Durante muchos años, tanto las historias nacionales como las historias provinciales nos habían convencido de que las naciones del sureste de América —básicamente Argentina y Uruguay— eran las más europeas del continente. Detrás de la afirmación no había ninguna demostración científica, sino solamente un estereotipo culturalmente conveniente para el proyecto de nación que se imponía. Hoy, gracias a estudios antropológicos y arqueológicos pero también gracias a modernas técnicas de la biología, sabemos que una importante porción de la población de nuestro país tiene ascendentes indígenas. Y también sabemos que muchos argentinos se reconocen como indígenas, o como originarios. Por otro lado, millones de argentinos han librado largas batallas burocráticas para demostrar todo lo contrario: que tienen ascendentes europeos, y muchos han conseguido documentarse como europeos. La razón es, en muchas ocasiones, pragmática: si se dan ciertas condiciones, estar vinculado genealógicamente con europeos permite acceder a facilidades para transitar, estudiar o trabajar en los países de aquél continente que aceptan a los descendientes de sus emigrados como ciudadanos actuales. Pero también, en otras oportunidades, es emocional: existe gente que preferiría no tener sangre india —metáfora biológica para hablar de la presencia de un nativo americano en la línea ascendente—. ¿Qué motivos pueden apoyar tal preferencia?

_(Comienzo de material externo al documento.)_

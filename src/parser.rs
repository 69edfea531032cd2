// Copyright Valkey GLIDE Project Contributors - SPDX Identifier: Apache-2.0

//! Streaming reply decoders.
//!
//! A decoder is fed raw bytes from the socket and hands back complete
//! [`Value`]s as soon as enough input has accumulated. Two backends exist:
//! the crate's own byte-oriented decoder and one built on the
//! `redis-protocol` frame codec. Both are reply-equivalent; the byte
//! decoder is the default.

use bytes::{Buf, BytesMut};
use redis_protocol::resp2::decode::decode_bytes_mut;
use redis_protocol::resp2::types::BytesFrame;

use crate::errors::{Error, Result, ServerError};
use crate::resp::Value;

/// Selects the reply decoder bound to a connection.
#[derive(Debug, Clone, Copy, PartialEq, Eq, Default)]
pub enum ParserKind {
    #[default]
    Streaming,
    Native,
}

/// Incremental reply decoder. `feed` appends raw socket bytes; `try_next`
/// returns the next complete reply, or `None` when more input is needed.
pub trait ReplyDecoder: Send {
    fn feed(&mut self, bytes: &[u8]);
    fn try_next(&mut self) -> Result<Option<Value>>;
    /// Discards any partially buffered input. Called on disconnect.
    fn reset(&mut self);
}

pub fn new_decoder(kind: ParserKind) -> Box<dyn ReplyDecoder> {
    match kind {
        ParserKind::Streaming => Box::new(StreamingDecoder::default()),
        ParserKind::Native => Box::new(NativeDecoder::default()),
    }
}

/// The byte-oriented decoder: a restartable recursive-descent scan over the
/// buffered input. A scan that runs out of bytes leaves the buffer intact
/// and is simply repeated once more input arrives.
#[derive(Default)]
pub struct StreamingDecoder {
    buf: BytesMut,
}

impl ReplyDecoder for StreamingDecoder {
    fn feed(&mut self, bytes: &[u8]) {
        self.buf.extend_from_slice(bytes);
    }

    fn try_next(&mut self) -> Result<Option<Value>> {
        match parse_value(&self.buf)? {
            Some((value, consumed)) => {
                self.buf.advance(consumed);
                Ok(Some(value))
            }
            None => Ok(None),
        }
    }

    fn reset(&mut self) {
        self.buf.clear();
    }
}

fn find_crlf(input: &[u8]) -> Option<usize> {
    input.windows(2).position(|pair| pair == b"\r\n")
}

fn parse_int(line: &[u8]) -> Result<i64> {
    std::str::from_utf8(line)
        .ok()
        .and_then(|s| s.parse::<i64>().ok())
        .ok_or_else(|| {
            Error::Protocol(format!(
                "invalid integer in reply: {:?}",
                String::from_utf8_lossy(line)
            ))
        })
}

/// Parses one reply from the start of `input`. Returns the value and the
/// number of bytes it occupied, or `None` when the input is incomplete.
fn parse_value(input: &[u8]) -> Result<Option<(Value, usize)>> {
    let Some(line_end) = find_crlf(input) else {
        return Ok(None);
    };
    let tag = input[0];
    let line = &input[1..line_end];
    let header_len = line_end + 2;

    match tag {
        b'+' => {
            let value = if line == b"OK" {
                Value::Okay
            } else {
                Value::SimpleString(String::from_utf8_lossy(line).into_owned())
            };
            Ok(Some((value, header_len)))
        }
        b'-' => {
            let message = String::from_utf8_lossy(line);
            Ok(Some((
                Value::ServerError(ServerError::parse(&message)),
                header_len,
            )))
        }
        b':' => Ok(Some((Value::Int(parse_int(line)?), header_len))),
        b'$' => {
            let len = parse_int(line)?;
            if len < 0 {
                return Ok(Some((Value::Nil, header_len)));
            }
            let len = len as usize;
            if input.len() < header_len + len + 2 {
                return Ok(None);
            }
            let body = input[header_len..header_len + len].to_vec();
            if &input[header_len + len..header_len + len + 2] != b"\r\n" {
                return Err(Error::Protocol(
                    "bulk string is not terminated by CRLF".to_string(),
                ));
            }
            Ok(Some((Value::BulkString(body), header_len + len + 2)))
        }
        b'*' => {
            let len = parse_int(line)?;
            if len < 0 {
                return Ok(Some((Value::Nil, header_len)));
            }
            let mut items = Vec::with_capacity(len as usize);
            let mut consumed = header_len;
            for _ in 0..len {
                match parse_value(&input[consumed..])? {
                    Some((item, item_len)) => {
                        items.push(item);
                        consumed += item_len;
                    }
                    None => return Ok(None),
                }
            }
            Ok(Some((Value::Array(items), consumed)))
        }
        other => Err(Error::Protocol(format!(
            "invalid response type tag {:?}",
            other as char
        ))),
    }
}

/// Decoder backed by the `redis-protocol` frame codec, the ecosystem
/// analogue of the hiredis reader: feed bytes, ask for the next frame.
#[derive(Default)]
pub struct NativeDecoder {
    buf: BytesMut,
}

impl ReplyDecoder for NativeDecoder {
    fn feed(&mut self, bytes: &[u8]) {
        self.buf.extend_from_slice(bytes);
    }

    fn try_next(&mut self) -> Result<Option<Value>> {
        match decode_bytes_mut(&mut self.buf) {
            Ok(Some((frame, _amount, _raw))) => Ok(Some(frame_to_value(frame))),
            Ok(None) => Ok(None),
            Err(err) => Err(Error::Protocol(err.to_string())),
        }
    }

    fn reset(&mut self) {
        self.buf.clear();
    }
}

fn frame_to_value(frame: BytesFrame) -> Value {
    match frame {
        BytesFrame::SimpleString(s) => {
            if s.as_ref() == b"OK" {
                Value::Okay
            } else {
                Value::SimpleString(String::from_utf8_lossy(&s).into_owned())
            }
        }
        BytesFrame::Error(message) => Value::ServerError(ServerError::parse(&message)),
        BytesFrame::Integer(i) => Value::Int(i),
        BytesFrame::BulkString(b) => Value::BulkString(b.to_vec()),
        BytesFrame::Array(items) => {
            Value::Array(items.into_iter().map(frame_to_value).collect())
        }
        BytesFrame::Null => Value::Nil,
    }
}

La razón de esta introducción se va haciendo evidente. Cuando vamos profundizando en las aguas del pasado, para saber quiénes somos nosotros tenemos que encontrar algunos ellos. ¿Quiénes son ellos y quiénes somos nosotros? ¿No nos perdemos en el fondo de los tiempos hasta confundir si por haber nacido aquí los nativos serían nosotros y nosotros, por descender en parte de los que vinieron de ultramar, seríamos ellos? ¿Qué tanto tiene para decir en este asunto la biología? ¿Es realmente importante la incidencia genética de los nacidos en tal o cual lugar del mundo para saber con quiénes somos conciudadanos, connacionales, coprovincianos o paisanos? Y por último, ¿tenemos que ser una sola cosa? ¿No admiten, nuestro cuerpo y nuestras vivencias, la convivencia de múltiples identidades?
Puede que ahí esté el nudo del asunto: tanto los que ya vivían aquí antes de que invadieran los europeos como los europeos mismos tenían diferencias entre ellos, porque cada uno de ellos era mucho más que solamente chaná, solamente guaraní o solamente europeo. Y una vez que —por amor, por fuerza, por costumbre, por suerte o por desgracia— también agregaron a sus identificaciones las de amarse, convivir, las de tener hijos y las de moverse, geográfica y socialmente, también mezclados entre ellos, ya nunca fueron los mismos.
Y ahora, nosotros los de aquí hoy. ¿Qué pasa con nuestras elecciones? ¿No hemos ganado ya duras batallas en lo que concierne a que el Derecho reconozca nuestros derechos, que van desde nuestra filiación hasta nuestra identidad sexual? Posiblemente nos quede por delante la más complicada, la de mantener vivo —o la de renovar— nuestro contrato como comunidad política, nuestro contrato como sociedad. Para pensarlo, lo mejor es reconocer el pasado que nos habita, de lo contrario, es lo mismo que hacer un pacto a ciegas, entre desconocidos.